Family, friends and neighbours suggested referral in an overwhelming majority of cases, far outnumbering those by doctors or patients themselves. Similar observation was also reported by earlier Indian study as well (10). This probably reflects the strong familial and societal ties seen in Indian patients. However, the low number of referrals by doctors probably reflects a poor referral mechanism in our health system. A related implication of this observation is an underutilization of primary and secondary care centers and consequent overburdening of tertiary care centers. In the wake of these findings, one needs to revisit the validity of the Goldberg-Huxley model for Indian settings. This model draws heavily from the systematic referral system in place in developed countries.

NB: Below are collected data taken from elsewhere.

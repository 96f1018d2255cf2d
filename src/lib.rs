//! Extractive question answering over HTTP.
//!
//! A pretrained BERT question-answering checkpoint is resolved from the local
//! cache or the Hugging Face Hub, loaded once at startup and shared by every
//! request to `POST /qa`.

pub mod api;
pub mod bootstrap;
pub mod cli;
pub mod config;
pub mod error;
pub mod runtime;
pub mod server;
pub mod storage;

// Re-export commonly used types
pub use api::{ModelLocation, ModelRegistry, ModelResolver};
pub use config::ServiceConfig;
pub use error::{QaError, Result};
pub use runtime::{infer, QaModel, SpanScorer, SpanStrategy};
pub use server::{create_app, state::AppState};
//! Startup sequence: resolve the model location, then load it.

use std::path::PathBuf;
use std::sync::Arc;

use crate::api::{HuggingFaceRegistry, ModelLocation, ModelResolver};
use crate::config::ServiceConfig;
use crate::error::{QaError, Result};
use crate::runtime::{LoadOptions, QaModel, SpanConfig};

/// Build the resolver for `config`, backed by the Hugging Face Hub
pub fn resolver(config: &ServiceConfig) -> Result<ModelResolver> {
    let cache_dir = config.cache_dir()?;
    let registry = HuggingFaceRegistry::new(config.auth_token.clone(), cache_dir.join(".hub"))?;
    Ok(ModelResolver::new(Arc::new(registry), cache_dir))
}

/// Load-time options derived from configuration
pub fn load_options(config: &ServiceConfig) -> LoadOptions {
    LoadOptions {
        use_gpu: config.model.use_gpu,
        max_seq_len: config.model.max_seq_len,
        span: SpanConfig {
            strategy: config.model.span_strategy,
            max_answer_len: config.model.max_answer_len,
        },
    }
}

/// Make sure the configured model is available locally
pub async fn resolve_model(
    resolver: &ModelResolver,
    model_name: &str,
) -> Result<(ModelLocation, PathBuf)> {
    let location = resolver.locate(model_name);
    let model_dir = resolver.resolve(&location).await?;
    Ok((location, model_dir))
}

/// Resolve and load the configured model.
///
/// Loading runs on the blocking pool; callers must await this before serving.
pub async fn load_model(config: &ServiceConfig) -> Result<QaModel> {
    let resolver = resolver(config)?;
    let model_name = config.model.name.clone();
    let (location, model_dir) = resolve_model(&resolver, &model_name).await?;
    let options = load_options(config);

    tokio::task::spawn_blocking(move || QaModel::load(&model_name, location, &model_dir, &options))
        .await
        .map_err(|e| QaError::Load(format!("Model loading task failed: {}", e)))?
}
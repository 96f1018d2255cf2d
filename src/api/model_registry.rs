//! Model registry abstraction for remote model sources

use async_trait::async_trait;
use std::path::{Path, PathBuf};

use crate::error::Result;
use crate::runtime::bert_qa::{CONFIG_JSON, PYTORCH_WEIGHTS, SAFETENSORS_WEIGHTS};
use crate::runtime::tokenizer::{TOKENIZER_CONFIG, TOKENIZER_JSON, VOCAB_TXT};

/// Remote store of model repositories
#[async_trait]
pub trait ModelRegistry: Send + Sync {
    /// Fetch one file of `repo_id`, returning a readable local copy.
    ///
    /// Fails when the repository or the file does not exist.
    async fn fetch_file(&self, repo_id: &str, filename: &str) -> Result<PathBuf>;
}

/// One artifact of a model directory; the first alternative present is used
#[derive(Debug, Clone, Copy)]
pub struct ArtifactSpec {
    pub alternatives: &'static [&'static str],
    pub required: bool,
}

impl ArtifactSpec {
    /// First alternative present in `dir`
    pub fn present_in(&self, dir: &Path) -> Option<&'static str> {
        self.alternatives.iter().copied().find(|name| dir.join(name).is_file())
    }
}

/// Files that make up a question-answering model directory
pub const MODEL_ARTIFACTS: &[ArtifactSpec] = &[
    ArtifactSpec { alternatives: &[CONFIG_JSON], required: true },
    ArtifactSpec { alternatives: &[TOKENIZER_JSON, VOCAB_TXT], required: true },
    ArtifactSpec { alternatives: &[SAFETENSORS_WEIGHTS, PYTORCH_WEIGHTS], required: true },
    ArtifactSpec { alternatives: &[TOKENIZER_CONFIG], required: false },
    ArtifactSpec { alternatives: &["special_tokens_map.json"], required: false },
];

/// True when `dir` holds every required artifact
pub fn has_model_files(dir: &Path) -> bool {
    dir.is_dir()
        && MODEL_ARTIFACTS
            .iter()
            .filter(|spec| spec.required)
            .all(|spec| spec.present_in(dir).is_some())
}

As has been seen, such systematic referral system is not functional in India, at least for alcohol use disorders.
The current study, besides being the first of its kind to be conducted in India, also replicates and confirms some of the findings from western studies in Indian setting. More importantly, it also questions some aspects that had been widely regarded to be true in India and demonstrated in western studies. Therefore, the current study also makes a larger point by reminding us of the need and importance of systematic data and also that the western data cannot be directly applied to Indian settings in all cases. Notwithstanding the stated need for future studies, it provides an evidence-based platform for addressing the lacunae in our health care delivery system.
The study reported findings from a single site that included a small sample of only male subjects. There is a need to replicate findings at other sites, with larger samples as well as to study female subjects before the results could be generalized. Future research should also aim at following up these subjects as well as to determine barriers to help seeking which would be of immense help in planning effective mental health interventions.
5.1. Conclusions
Pathways to care for patients diagnosed with alcohol use disorders represent a crucial link in the overall scheme of health care delivery for these disorders. In India, the situation appears to be less than satisfactory. There is a long time lag between the onset of alcohol use related problems and the first help seeking attempt, even if it was from a nonspecialist. The patients often have to travel long distances to avail treatment. However, of those who do decide to seek help, the proportion of those obtaining specialist help may be higher than believed. Referral by the health service providers is low and patients are mostly referred by family, friends and neighbours. Distance from treatment center is a crucial factor in treatment seeking and integration of substance use disorder treatment services into primary health care services will go a long way in improving help seeking patterns.